Cronaca

Nuove accuse per Adolfo Greco, il “re del latte” di Castellammare: tesoro nascosto dietro un muro

Il sostituto procuratore Giuseppe Cimmarotta ha chiuso le indagini con l'accusa di autoriciclaggio per l'imprenditore

Nuove accuse per Adolfo Greco: il tesoro era frutto di evasione fiscale e rispartmi. Per questo motivo, il sostituto procuratore Giuseppe Cimmarotta ha chiuso le indagini con l’accusa di autoriciclaggio per l’imprenditore “re del latte” di Castellammare e uomo di fiducia di Raffaele Cutolo, tanto da essere coinvolto nella vicenda dell’acquisto del Castello Mediceo di Ottaviano e nella trattativa per la liberazione dell’allora assessore regionale democristiano Ciro Cirillo, rapito dalle Brigate rosse e poi liberato dopo l’intervento dal carcere di don Raffaè.

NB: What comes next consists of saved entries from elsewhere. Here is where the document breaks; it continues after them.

//! Indexing of binary files described by XML metadata documents.
//!
//! A metadata document (a content item with an attachment, say) references
//! one or more binaries through element selectors. When the document changes,
//! each referenced binary is re-indexed with the document's fields attached:
//! every non-empty leaf element contributes its text under its local name,
//! minus the excluded properties. Binaries changed on their own are indexed
//! without metadata.

use std::collections::HashSet;
use std::path::Path;
use std::sync::Arc;

use log::{debug, info, warn};
use regex::Regex;

use super::{
    index_change_set, index_name, Batch, BatchIndexer, IndexService, IndexTarget, Metadata,
};
use crate::changeset::ChangeSet;
use crate::config::SiteConfig;
use crate::error::Result;
use crate::path::{compile_patterns, matches_any, normalize_repo_path, resolve_in_root};
use crate::xml::{element_name, text_content, DocumentTransformChain, ElementSelector, XmlDocument};

pub struct BinaryFileWithMetadataIndexingProcessor {
    service: Arc<dyn IndexService>,
    target: IndexTarget,
    metadata_patterns: Vec<Regex>,
    binary_patterns: Vec<Regex>,
    reference_selectors: Vec<ElementSelector>,
    exclude_properties: Vec<String>,
    chain: DocumentTransformChain,
}

impl BinaryFileWithMetadataIndexingProcessor {
    pub fn new(
        service: Arc<dyn IndexService>,
        target: IndexTarget,
        metadata_patterns: &[String],
        binary_patterns: &[String],
        reference_selectors: &[String],
        exclude_properties: Vec<String>,
        chain: DocumentTransformChain,
    ) -> Result<Self> {
        Ok(Self {
            service,
            target,
            metadata_patterns: compile_patterns(metadata_patterns)?,
            binary_patterns: compile_patterns(binary_patterns)?,
            reference_selectors: reference_selectors
                .iter()
                .map(|s| ElementSelector::parse(s))
                .collect::<Result<Vec<_>>>()?,
            exclude_properties,
            chain,
        })
    }

    pub fn process(&self, site: &SiteConfig, change_set: &ChangeSet) -> Result<()> {
        index_change_set(self, self.service.as_ref(), &self.target, site, change_set)?;
        Ok(())
    }

    fn is_metadata(&self, path: &str) -> bool {
        matches_any(path, &self.metadata_patterns)
    }

    fn is_binary(&self, path: &str) -> bool {
        matches_any(path, &self.binary_patterns)
    }

    /// Read a metadata document, returning its fields and the binaries it
    /// references that exist in the working copy.
    fn read_metadata(&self, root: &Path, path: &str) -> Result<(Metadata, Vec<String>)> {
        let file = resolve_in_root(root, path);
        let document = XmlDocument::read(&file)?;
        let document = self.chain.process(document, &file, root)?;
        let xot = document.xot();

        let mut metadata = Metadata::new();
        for node in xot.descendants(document.root_element()?) {
            if xot.element(node).is_none() || xot.children(node).any(|c| xot.element(c).is_some())
            {
                continue;
            }
            let Some(name) = element_name(xot, node) else {
                continue;
            };
            let value = text_content(xot, node).trim().to_string();
            if value.is_empty() || self.exclude_properties.contains(&name) {
                continue;
            }
            metadata.entry(name).or_default().push(value);
        }

        let mut references = Vec::new();
        for selector in &self.reference_selectors {
            for node in document.select(selector) {
                let reference = text_content(xot, node).trim().to_string();
                if reference.is_empty() {
                    continue;
                }
                let reference = normalize_repo_path(&reference);
                if !self.is_binary(&reference) {
                    debug!("Reference {} in {} is not a binary path", reference, path);
                } else if !resolve_in_root(root, &reference).is_file() {
                    warn!("Binary {} referenced by {} does not exist", reference, path);
                } else if !references.contains(&reference) {
                    references.push(reference);
                }
            }
        }

        Ok((metadata, references))
    }
}

impl BatchIndexer for BinaryFileWithMetadataIndexingProcessor {
    fn update(&self, batch: &Batch<'_>, paths: &[String], delete: bool) -> Result<usize> {
        let mut count = 0;

        if delete {
            for path in paths {
                if self.is_binary(path) {
                    batch.service.delete(batch.index_id, batch.site, path)?;
                    info!(
                        "File {} deleted from {} index",
                        path,
                        index_name(batch.index_id)
                    );
                    count += 1;
                } else if self.is_metadata(path) {
                    debug!("Metadata file {} deleted, referenced binaries are kept", path);
                }
            }
            return Ok(count);
        }

        // Binaries re-indexed with metadata in this batch are not sent again bare.
        let mut indexed: HashSet<String> = HashSet::new();

        for path in paths.iter().filter(|p| self.is_metadata(p)) {
            let (metadata, references) = match self.read_metadata(batch.root, path) {
                Ok(read) => read,
                Err(e) => {
                    warn!(
                        "Cannot process metadata file {}. Continuing index update... ({})",
                        path, e
                    );
                    continue;
                }
            };

            for reference in references {
                let file = resolve_in_root(batch.root, &reference);
                batch.service.update_file(
                    batch.index_id,
                    batch.site,
                    &reference,
                    &file,
                    Some(&metadata),
                )?;
                info!(
                    "File {} added to {} index with metadata from {}",
                    file.display(),
                    index_name(batch.index_id),
                    path
                );
                indexed.insert(reference);
                count += 1;
            }
        }

        for path in paths.iter().filter(|p| self.is_binary(p)) {
            if indexed.contains(path.as_str()) {
                continue;
            }
            let file = resolve_in_root(batch.root, path);
            batch
                .service
                .update_file(batch.index_id, batch.site, path, &file, None)?;
            info!(
                "File {} added to {} index",
                file.display(),
                index_name(batch.index_id)
            );
            count += 1;
        }

        Ok(count)
    }
}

Ex re del latte, un tesoro nascosto dentro il muro: nuove accuse per Greco

Come riporta Il Mattino, Adolfo Greco, 71 anni, era finito in carcere e a processo perché accusato di aver partecipato a due estorsioni ai danni di imprenditori suoi amici, da lui veicolate attraverso una contrattazione con i clan di camorra dell’area stabiese. Prima ai domiciliari per motivi di salute, da luglio è tornato libero su ordine dei giudici del tribunale di Torre Annunziata, che hanno accolto l’ultima istanza presentata dai difensori di Adolfo Greco, gli avvocati Maiello e Stravino.

Le indagini

Nel corso della trentesima udienza del processo «Olimpo», il pm Cimmarotta ha notificato la chiusura indagini a Greco. Una questione che riguarda il ritrovamento, durante il blitz per il suo arresto il 5 dicembre 2018, di 2,7 milioni di euro in contanti. I soldi furono scovati dalla polizia in un doppiofondo del muro dell’abitazione di Greco. Nel corso di uno degli interrogatori a cui si è sottoposto, l’imprenditore ritenuto dall’Antimafia «borderline» ha spiegato come quel denaro fosse in parte frutto di evasione fiscale, soldi con i quali pagava anche il pizzo a diversi clan e – è l’accusa della Procura di Torre Annunziata – con cui corrompeva parlamentari come Luigi Cesaro. Quelle estorsioni non erano mai state denunciate, ma Greco le ha raccontate ai giudici durante il suo lungo interrogatorio – durato tre udienze – lo scorso anno.

Le notifiche

Per questo, la chiusura delle indagini è stata notificata, a piede libero, anche a tre boss e a due pentiti del clan D’Alessandro, che dovranno rispondere di estorsione aggravata dal metodo mafioso proprio ai danni di Greco. Rischiano il processo l’attuale capoclan Vincenzo D’Alessandro (figlio del defunto boss Michele), Paolo Carolei (attualmente detenuto al 41-bis) e Sergio Mosca, finito in carcere un anno fa e ritenuto all’epoca il reggente della cosca. E ancora due ex killer di camorra che oggi sono tra i collaboratori di giustizia stabiesi più attendibili: il più recente Pasquale Rapicano e prima ancora Renato Cavaliere, accusati di aver vessato Greco tra il 2009 e il 2019, come confermato anche nei loro interrogatori. 

Le intercettazioni

Un colpo di scena, l’ennesimo, che ha spinto la difesa di Greco a chiedere di esaminare con più attenzione quella documentazione e a richiedere la discovery sugli atti a corredo dei decreti che hanno autorizzato le intercettazioni nel corso delle indagini coordinate dalla Dda, partite nel 2013 e chiuse solo nel 2018, per poterne vagliare l’utilizzabilità. Per questo, i giudici hanno deciso di rinviare di due settimane la requisitoria del pubblico ministero, slittata per la terza volta (era prevista da calendario prima a fine giugno, poi a inizio luglio) per poi decidere sull’eccezione sollevata.

Questioni tecniche e racconti della camorra anni 80-90 che hanno arricchito (e rallentato) il processo, che rischia di arrivare a sentenza con tutti gli imputati a piede libero, compreso Luigi Di Martino, alias «’o profeta», ex reggente del clan Cesarano, detenuto al 41-bis, dove resterà comunque perché sta scontando condanne definitive.